Figure 1.

Reconstruction of the export of the singly spliced transcript in Xenopus oocytes. (A) Gene expression of HIV-1 is regulated by RNA export. (B) Schematic representation of pre-ftzRRE RNA used for the export analysis. (C) ³²P-labeled pre-ftzRRE RNA was microinjected into the nucleus of Xenopus oocytes together with ³²P-labeled U1ftz (elongated U1), U6RRE and U6Δss, in either the absence (lanes 1–8) or presence (lanes 9–14) of the purified recombinant Rev protein (160 fmol/oocyte), with either CTE (50 fmol/oocyte; lanes 5, 6, 11 and 12) or the CTE mutant M36, which does not bind TAP/NXF1 (CTEmut, 50 fmol/oocyte; lanes 7, 8, 13 and 14), or without the inhibitor (lanes 1–4, 9 and 10).
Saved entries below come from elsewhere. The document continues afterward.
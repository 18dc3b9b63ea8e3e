#![forbid(unsafe_code)]

//! Lifecycle bridge between a host runtime and an instance's streams.
//!
//! # State Machine
//!
//! ```text
//!            on_attach                 on_detach
//! unattached ─────────► attached ─────────────► unattached
//! ```
//!
//! # Invariants
//!
//! 1. A registered stream has a live subscription iff the bridge is attached.
//! 2. Registering a stream twice never creates a second subscription.
//! 3. Streams are subscribed in registration order.
//! 4. Unregistering drops the live subscription regardless of state.
//!
//! Subscribing a stream may re-enter the bridge (a pipeline can register or
//! unregister streams, or detach). No borrow is held while a stream is
//! subscribed or released.

use std::cell::{Cell, RefCell};
use std::fmt;

use ahash::AHashMap;
use rxel_core::decode;
use tracing::{debug, warn};

use crate::error::Result;
use crate::feed::ChangeFeed;
use crate::reactive::{AnyStream, Stream, StreamId, Subject, Subscription};

/// Payload of the attribute-changed signal.
#[derive(Debug, Clone, PartialEq, Eq)]
pub struct AttributeChange {
    pub name: String,
    pub from: Option<String>,
    pub to: Option<String>,
}

/// Attach state, registered streams and lifecycle signals of one instance.
pub struct LifecycleBridge {
    attached: Cell<bool>,
    registered: RefCell<Vec<AnyStream>>,
    active: RefCell<AHashMap<StreamId, Subscription>>,
    connected: Subject<()>,
    disconnected: Subject<()>,
    attribute_changed: Subject<AttributeChange>,
}

impl LifecycleBridge {
    #[must_use]
    pub fn new() -> Self {
        Self {
            attached: Cell::new(false),
            registered: RefCell::new(Vec::new()),
            active: RefCell::new(AHashMap::new()),
            connected: Subject::new(),
            disconnected: Subject::new(),
            attribute_changed: Subject::new(),
        }
    }

    #[must_use]
    pub fn is_attached(&self) -> bool {
        self.attached.get()
    }

    /// Enter the attached state, subscribe every registered stream, then emit
    /// `connected`.
    pub fn on_attach(&self) {
        self.attached.set(true);
        let waiting: Vec<AnyStream> = {
            let registered = self.registered.borrow();
            let active = self.active.borrow();
            registered
                .iter()
                .filter(|s| !active.contains_key(&s.id()))
                .cloned()
                .collect()
        };
        debug!(streams = waiting.len(), "lifecycle.attach");
        for stream in &waiting {
            if !self.attached.get() {
                // Detached by one of the streams.
                return;
            }
            self.subscribe_stream(stream);
        }
        if self.attached.get() {
            self.connected.next(&());
        }
    }

    /// Leave the attached state, emit `disconnected`, then drop every live
    /// subscription. A no-op when not attached.
    pub fn on_detach(&self) {
        if !self.attached.replace(false) {
            return;
        }
        self.disconnected.next(&());
        let released = std::mem::take(&mut *self.active.borrow_mut());
        debug!(streams = released.len(), "lifecycle.detach");
        drop(released);
    }

    /// Handle a host attribute change.
    ///
    /// Equal old and new values are ignored. Otherwise the attribute-changed
    /// signal fires, and when the attribute belongs to a field the new text is
    /// decoded and written to that field. A removed attribute decodes from the
    /// text `null`.
    ///
    /// # Errors
    ///
    /// Decode failures and effect failures of the resulting write.
    pub fn on_attribute_change(
        &self,
        feed: &ChangeFeed,
        name: &str,
        old: Option<&str>,
        new: Option<&str>,
    ) -> Result<()> {
        if old == new {
            return Ok(());
        }
        self.attribute_changed.next(&AttributeChange {
            name: name.to_owned(),
            from: old.map(str::to_owned),
            to: new.map(str::to_owned),
        });

        let config = feed.config();
        let Some(index) = config.fields().iter().position(|f| f.attribute() == name) else {
            warn!(class = config.class_name(), attribute = name, "attribute.unobserved");
            return Ok(());
        };
        let value = decode(new.unwrap_or("null"), &config.fields()[index])?;
        feed.write(index, value)?;
        Ok(())
    }

    /// Add streams; subscribe them now when attached.
    pub fn register_streams(&self, streams: impl IntoIterator<Item = AnyStream>) {
        let added: Vec<AnyStream> = {
            let mut registered = self.registered.borrow_mut();
            streams
                .into_iter()
                .filter(|stream| {
                    if registered.iter().any(|s| s.id() == stream.id()) {
                        false
                    } else {
                        registered.push(stream.clone());
                        true
                    }
                })
                .collect()
        };
        if !self.attached.get() {
            return;
        }
        for stream in &added {
            self.subscribe_stream(stream);
        }
    }

    /// Remove streams and drop their live subscriptions. Unknown streams are
    /// ignored.
    pub fn unregister_streams(&self, streams: impl IntoIterator<Item = AnyStream>) {
        for stream in streams {
            let id = stream.id();
            self.registered.borrow_mut().retain(|s| s.id() != id);
            let released = self.active.borrow_mut().remove(&id);
            if released.is_some() {
                debug!(stream = ?id, "lifecycle.unsubscribe");
            }
            drop(released);
        }
    }

    /// Registered streams, in registration order.
    #[must_use]
    pub fn registered_count(&self) -> usize {
        self.registered.borrow().len()
    }

    /// Streams with a live subscription.
    #[must_use]
    pub fn active_count(&self) -> usize {
        self.active.borrow().len()
    }

    #[must_use]
    pub fn is_subscribed(&self, id: StreamId) -> bool {
        self.active.borrow().contains_key(&id)
    }

    /// Emits once per attach, after registered streams are subscribed.
    #[must_use]
    pub fn connected(&self) -> Stream<()> {
        self.connected.stream()
    }

    /// Emits once per detach, before subscriptions are dropped.
    #[must_use]
    pub fn disconnected(&self) -> Stream<()> {
        self.disconnected.stream()
    }

    #[must_use]
    pub fn attribute_changed(&self) -> Stream<AttributeChange> {
        self.attribute_changed.stream()
    }

    fn subscribe_stream(&self, stream: &AnyStream) {
        let id = stream.id();
        {
            let mut active = self.active.borrow_mut();
            if active.contains_key(&id) {
                return;
            }
            // Placeholder marks the stream as subscribing.
            active.insert(id, Subscription::empty());
        }
        debug!(stream = ?id, "lifecycle.subscribe");
        let subscription = stream.subscribe();

        let mut active = self.active.borrow_mut();
        match active.get_mut(&id) {
            Some(slot) if self.attached.get() => *slot = subscription,
            _ => {
                // Detached or unregistered while subscribing.
                active.remove(&id);
                drop(active);
                drop(subscription);
            }
        }
    }
}

impl Default for LifecycleBridge {
    fn default() -> Self {
        Self::new()
    }
}

impl fmt::Debug for LifecycleBridge {
    fn fmt(&self, f: &mut fmt::Formatter<'_>) -> fmt::Result {
        f.debug_struct("LifecycleBridge")
            .field("attached", &self.attached.get())
            .field("registered", &self.registered_count())
            .field("active", &self.active_count())
            .finish()
    }
}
RNA was extracted from nuclear (N) and cytoplasmic (C) fractions, immediately (0 h; lanes 1 and 2) or 1 h (1 h; lanes 3–14) after the injection, and were analyzed using 6% denaturing PAGE. (D) The same experiments as in (C) were performed in the absence (lanes 1–6) or presence (lanes 7–10) of Rev, except with BSA-NES (190 ng/oocyte; lanes 3, 4, 7 and 8) or BSA-mut (M10) NES, which does not bind CRM1 (190 ng/oocyte; lanes 5, 6, 9 and 10), or without the inhibitor (lanes 1 and 2). RNA export was analyzed immediately (0 h; lanes 1 and 2) or 1 h (1 h; lanes 3–10) after the injection. (E) Quantitation of the export of spliced ftzRRE RNA from three independent experiments performed as in (C) and (D). Averages and standard deviations with CTE (gray bars) or BSA-NES (black bars), or without inhibitors (none; white bars) in the absence (-) or presence (+Rev) of Rev are shown.